Cutting out meat in total saves big-time. For reasons not related to money, the protein on plates in our house is often tofu or beans/chickpeas/lentils, which often costs no more than $3 for all five adult-sized people. Price per plate or meal limits can also be set for vegetables, carbohydrates and all the other ingredients.
Beware of supermarkets
We assume supermarkets are cheap. An awful lot of foods cost far less elsewhere, however. That includes meat, fresh fruit and vegetables, which are often much cheaper at large butcheries and fruit and vege shops.
Last Sunday I dropped into Bin Inn Takanini and came away with amazing, and yet full-price bargains. I use small quantities of yeast flakes to flavour sauces. It costs $3.89 for 100g at Bin Inn or $11.49 for the same quantity at Countdown.
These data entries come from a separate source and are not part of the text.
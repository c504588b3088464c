//! Machine-readable probes of the dynamic loader and the relay's signal range.

use jrebridge::Library;
use jrebridge_core::signal::{self, NSIG};
use serde::{Deserialize, Serialize};

/// Outcome of resolving one symbol in one library.
#[derive(Debug, Clone, PartialEq, Eq, Serialize, Deserialize)]
pub struct ProbeReport {
    pub library: String,
    pub symbol: String,
    pub resolved: bool,
    #[serde(default, skip_serializing_if = "Option::is_none")]
    pub error: Option<String>,
}

impl ProbeReport {
    pub fn to_json(&self) -> Result<String, serde_json::Error> {
        serde_json::to_string_pretty(self)
    }
}

/// Open `library` the way the launcher does and look up `symbol`.
#[must_use]
pub fn probe(library: &str, symbol: &str) -> ProbeReport {
    let outcome = Library::open_launcher(library).and_then(|lib| lib.symbol(symbol).map(|_| ()));
    ProbeReport {
        library: library.to_string(),
        symbol: symbol.to_string(),
        resolved: outcome.is_ok(),
        error: outcome.err().map(|err| err.to_string()),
    }
}

#[derive(Debug, Clone, PartialEq, Eq, Serialize, Deserialize)]
pub struct SignalRow {
    pub number: i32,
    pub name: String,
    pub catchable: bool,
}

/// Every valid signal number with whether the relay can take it over.
#[must_use]
pub fn signal_table() -> Vec<SignalRow> {
    (1..NSIG as i32)
        .map(|number| SignalRow {
            number,
            name: signal::signal_name(number).to_string(),
            catchable: signal::catchable_signal(number),
        })
        .collect()
}
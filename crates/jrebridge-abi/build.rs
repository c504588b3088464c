//! Restrict the cdylib's dynamic symbol table to the JNI exports.

fn main() {
    println!("cargo:rerun-if-changed=version_scripts/jrebridge.map");

    // Only ELF linkers understand version scripts.
    let target_os = std::env::var("CARGO_CFG_TARGET_OS").unwrap_or_default();
    if !matches!(target_os.as_str(), "linux" | "android") {
        return;
    }

    let Ok(manifest_dir) = std::env::var("CARGO_MANIFEST_DIR") else {
        return;
    };
    let version_script = format!("{manifest_dir}/version_scripts/jrebridge.map");
    if std::path::Path::new(&version_script).exists() {
        println!("cargo:rustc-cdylib-link-arg=-Wl,--version-script={version_script}");
    }
}
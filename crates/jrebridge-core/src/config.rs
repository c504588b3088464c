//! Bridge configuration.
//!
//! Two kinds of settings live here:
//! - compile-time names of the libraries and symbols the bridge reaches for,
//! - deployment overrides read once from the environment:
//!   - `JREBRIDGE_JLI_LIBRARY`: launcher library (default `libjli.so`).
//!   - `JREBRIDGE_JVM_LIBRARY`: library exporting the fault handler
//!     (default `libjvm.so`; `none`, `off` or empty disables the lookup).
//!   - `JREBRIDGE_LOG`: `trace|debug|info|warn|error|off` (default `info`).
//!   - `JREBRIDGE_LOG_PATH`: write log records to this file.
//!
//! Launch flags and version strings are not configurable; see [`crate::launch`].

use std::path::PathBuf;
use std::sync::OnceLock;

use crate::structured_log::LogLevel;

/// Launcher library exporting [`LAUNCH_SYMBOL`].
pub const DEFAULT_LAUNCHER_LIBRARY: &str = "libjli.so";
/// Runtime library exporting [`FAULT_SYMBOL`].
pub const DEFAULT_FAULT_LIBRARY: &str = "libjvm.so";
/// Launch entry point.
pub const LAUNCH_SYMBOL: &str = "JLI_Launch";
/// Optional fault-interpretation entry point.
pub const FAULT_SYMBOL: &str = "JVM_handle_linux_signal";
/// Library that hosts the linker namespace path updater.
pub const DYNAMIC_LINKER_LIBRARY: &str = "libdl.so";
/// Library-path updater symbols, in lookup order.
pub const LIBRARY_PATH_SYMBOLS: [&str; 2] = [
    "android_update_LD_LIBRARY_PATH",
    "__loader_android_update_LD_LIBRARY_PATH",
];
/// Entry point looked up by `execute_binary`.
pub const MAIN_SYMBOL: &str = "main";

pub const ENV_LAUNCHER_LIBRARY: &str = "JREBRIDGE_JLI_LIBRARY";
pub const ENV_FAULT_LIBRARY: &str = "JREBRIDGE_JVM_LIBRARY";
pub const ENV_LOG_LEVEL: &str = "JREBRIDGE_LOG";
pub const ENV_LOG_PATH: &str = "JREBRIDGE_LOG_PATH";

/// Deployment configuration for one process.
#[derive(Debug, Clone, PartialEq, Eq)]
pub struct BridgeConfig {
    pub launcher_library: String,
    pub fault_library: Option<String>,
    pub log_level: LogLevel,
    pub log_path: Option<PathBuf>,
}

impl Default for BridgeConfig {
    fn default() -> Self {
        Self {
            launcher_library: DEFAULT_LAUNCHER_LIBRARY.to_string(),
            fault_library: Some(DEFAULT_FAULT_LIBRARY.to_string()),
            log_level: LogLevel::Info,
            log_path: None,
        }
    }
}

impl BridgeConfig {
    /// Read the configuration from the process environment.
    #[must_use]
    pub fn from_env() -> Self {
        Self::from_lookup(|key| std::env::var(key).ok())
    }

    /// Build the configuration from an arbitrary key lookup.
    #[must_use]
    pub fn from_lookup(lookup: impl Fn(&str) -> Option<String>) -> Self {
        let mut config = Self::default();

        if let Some(lib) = lookup(ENV_LAUNCHER_LIBRARY).filter(|v| !v.trim().is_empty()) {
            config.launcher_library = lib.trim().to_string();
        }
        if let Some(raw) = lookup(ENV_FAULT_LIBRARY) {
            config.fault_library = parse_optional_library(&raw);
        }
        if let Some(raw) = lookup(ENV_LOG_LEVEL) {
            config.log_level = LogLevel::from_str_loose(&raw);
        }
        config.log_path = lookup(ENV_LOG_PATH)
            .filter(|v| !v.trim().is_empty())
            .map(PathBuf::from);

        config
    }
}

fn parse_optional_library(raw: &str) -> Option<String> {
    let trimmed = raw.trim();
    match trimmed.to_ascii_lowercase().as_str() {
        "" | "none" | "off" | "disabled" => None,
        _ => Some(trimmed.to_string()),
    }
}

static CONFIG: OnceLock<BridgeConfig> = OnceLock::new();

/// Process-wide configuration, read from the environment on first use.
#[must_use]
pub fn config() -> &'static BridgeConfig {
    CONFIG.get_or_init(BridgeConfig::from_env)
}
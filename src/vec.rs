//! 2D vector value type for physics calculations.

use core::ops::{Add, Mul, Neg, Sub};

use crate::error::{PhysicsError, Result};

/// Immutable 2D vector. Never holds a NaN component.
///
/// Fallible construction goes through [`Vec2::new`]. Components may be
/// infinite (world bounds use that), but the arithmetic operators expect
/// finite operands: `inf - inf` and `0 * inf` are the only ways to reach NaN
/// from non-NaN inputs. Everything fed into the engine is checked to be
/// finite before a frame runs. Division can produce NaN from finite inputs
/// (`0 / 0`), so it is exposed as the checked [`Vec2::div`].
#[derive(Copy, Clone, Debug, Default, PartialEq)]
#[cfg_attr(feature = "serde", derive(serde::Serialize, serde::Deserialize))]
#[cfg_attr(feature = "serde", serde(try_from = "(f64, f64)", into = "(f64, f64)"))]
pub struct Vec2 {
    x: f64,
    y: f64,
}

impl Vec2 {
    pub const ZERO: Vec2 = Vec2 { x: 0.0, y: 0.0 };
    pub const ONE: Vec2 = Vec2 { x: 1.0, y: 1.0 };
    pub const INFINITY: Vec2 = Vec2 { x: f64::INFINITY, y: f64::INFINITY };
    pub const NEG_INFINITY: Vec2 = Vec2 { x: f64::NEG_INFINITY, y: f64::NEG_INFINITY };

    /// Create a new vector, rejecting NaN components.
    pub fn new(x: f64, y: f64) -> Result<Self> {
        if x.is_nan() || y.is_nan() {
            return Err(PhysicsError::InvalidVector { x, y });
        }
        Ok(Vec2 { x, y })
    }

    /// Compile-time constructor for constants. `x` and `y` must not be NaN.
    pub const fn constant(x: f64, y: f64) -> Self {
        Vec2 { x, y }
    }

    /// Vector with both components set to `value`.
    pub fn splat(value: f64) -> Result<Self> {
        Self::new(value, value)
    }

    // Callers guarantee finite operands; see the type docs.
    fn raw(x: f64, y: f64) -> Self {
        debug_assert!(!x.is_nan() && !y.is_nan(), "vector arithmetic produced NaN");
        Vec2 { x, y }
    }

    pub fn is_finite(self) -> bool {
        self.x.is_finite() && self.y.is_finite()
    }

    pub fn x(self) -> f64 {
        self.x
    }

    pub fn y(self) -> f64 {
        self.y
    }

    pub fn scale(self, k: f64) -> Self {
        Self::raw(self.x * k, self.y * k)
    }

    /// Divide both components by `k`, failing if the result is NaN.
    pub fn div(self, k: f64) -> Result<Self> {
        Self::new(self.x / k, self.y / k)
    }

    pub fn dot(self, other: Self) -> f64 {
        self.x * other.x + self.y * other.y
    }

    pub fn length_sq(self) -> f64 {
        self.dot(self)
    }

    pub fn length(self) -> f64 {
        libm::sqrt(self.length_sq())
    }

    pub fn distance(self, other: Self) -> f64 {
        (self - other).length()
    }

    /// Component-wise minimum.
    pub fn min(self, other: Self) -> Self {
        Self::raw(self.x.min(other.x), self.y.min(other.y))
    }

    /// Component-wise maximum.
    pub fn max(self, other: Self) -> Self {
        Self::raw(self.x.max(other.x), self.y.max(other.y))
    }

    /// Clamp each component into `[lo, hi]`, applying the upper bound first.
    ///
    /// Unlike `f64::clamp` this never panics when `lo > hi`; the lower bound
    /// wins in that case.
    pub fn clamp(self, lo: Self, hi: Self) -> Self {
        self.min(hi).max(lo)
    }
}

impl Add for Vec2 {
    type Output = Self;
    fn add(self, rhs: Self) -> Self {
        Vec2::raw(self.x + rhs.x, self.y + rhs.y)
    }
}

impl Sub for Vec2 {
    type Output = Self;
    fn sub(self, rhs: Self) -> Self {
        self + (-rhs)
    }
}

impl Neg for Vec2 {
    type Output = Self;
    fn neg(self) -> Self {
        Vec2 { x: -self.x, y: -self.y }
    }
}

impl Mul<f64> for Vec2 {
    type Output = Self;
    fn mul(self, k: f64) -> Self {
        self.scale(k)
    }
}

impl TryFrom<(f64, f64)> for Vec2 {
    type Error = PhysicsError;

    fn try_from((x, y): (f64, f64)) -> Result<Self> {
        Vec2::new(x, y)
    }
}

impl From<Vec2> for (f64, f64) {
    fn from(v: Vec2) -> Self {
        (v.x, v.y)
    }
}

#[cfg(test)]
mod tests {
    use super::*;

    fn v(x: f64, y: f64) -> Vec2 {
        Vec2::new(x, y).unwrap()
    }

    #[test]
    fn nan_is_rejected() {
        assert!(matches!(
            Vec2::new(f64::NAN, 1.0),
            Err(PhysicsError::InvalidVector { .. })
        ));
        assert!(Vec2::new(0.0, f64::NAN).is_err());
        assert!(Vec2::new(f64::INFINITY, 0.0).is_ok());
    }

    #[test]
    fn finiteness() {
        assert!(v(1.0, -2.0).is_finite());
        assert!(!Vec2::INFINITY.is_finite());
        assert!(!v(0.0, f64::NEG_INFINITY).is_finite());
    }

    #[test]
    fn add_is_commutative() {
        let a = v(1.5, -2.0);
        let b = v(-7.25, 3.0);
        assert_eq!(a + b, b + a);
    }

    #[test]
    fn sub_self_is_zero() {
        let a = v(3.0, -4.0);
        assert_eq!(a - a, Vec2::ZERO);
    }

    #[test]
    fn scale_then_unscale() {
        let a = v(0.3, -12.5);
        for k in [0.1, 3.0, -2.5, 1e6] {
            let back = a.scale(k).scale(1.0 / k);
            assert!((back.x() - a.x()).abs() < 1e-9);
            assert!((back.y() - a.y()).abs() < 1e-9);
        }
    }

    #[test]
    fn zero_over_zero_fails() {
        assert!(Vec2::ZERO.div(0.0).is_err());
        let d = v(4.0, 2.0).div(2.0).unwrap();
        assert_eq!(d, v(2.0, 1.0));
    }

    #[test]
    fn length_and_distance() {
        assert!((v(3.0, 4.0).length() - 5.0).abs() < 1e-12);
        assert!((v(1.0, 1.0).distance(v(4.0, 5.0)) - 5.0).abs() < 1e-12);
    }

    #[test]
    fn componentwise_min_max() {
        let a = v(1.0, 5.0);
        let b = v(3.0, 2.0);
        assert_eq!(a.min(b), v(1.0, 2.0));
        assert_eq!(a.max(b), v(3.0, 5.0));
    }

    #[test]
    fn clamp_with_infinite_bounds() {
        let p = v(-5.0, 1e9);
        assert_eq!(p.clamp(Vec2::NEG_INFINITY, Vec2::INFINITY), p);
        assert_eq!(p.clamp(Vec2::ZERO, v(10.0, 10.0)), v(0.0, 10.0));
    }
}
In our family we're great fans of Bin Inn grind-your-own peanut butter, which tastes just as amazing as Pic's or The Nut Brothers' mouth-watering products. But at $7.90kg the Bin Inn peanut butter is less than half the price and 10 times the fun if you have children in tow. Likewise, Bin Inn's rye flour was $2.99 for 750g compared to $4.99 for the same quantity at Countdown.
If you really want to save money on food check out the Chinese and Indian supermarkets in your vicinity. The savings are phenomenal on rice, beans, noodles, fresh fish, soy sauce, oils, tofu and hundreds of other items.
For example, I pay $1.50 a block for fresh tofu at Tai Ping Wairau Valley. The same quantity is $3.99 at PAK'nSAVE on the same road. I always stock up on lentils, spices, rice and much more if I'm passing the Mt Roskill Lotus Supermarket.
Almonds, for example, are $15/kg compared to $24.90/kg at New World. My eyes nearly popped out of my head this week when I compared the price of garam masala. It was $15kg loose at Lotus and the equivalent of $68kg at Countdown.
Make your own
I'm simply too cheap to buy most (admittedly yummy) ready-made foods that seem to multiply like bacteria on supermarket shelves.
Mirosa points out that much of the cost is packaging and branding. Whenever I take a plate it's often homemade crackers and dip from basic ingredients. Homemade pasta held together with aquafaba instead of eggs costs cents. And breadmaker loaves are a fraction of the price of artisan brands.
A by-product of this skinflint approach is that it does my foodie cred no end of good when I'm really a fraud.
Of course, there's an app for all this, Mirosa points out. Meal planning apps that help you buy just what you need, plan the cost of meals and ultimately save money.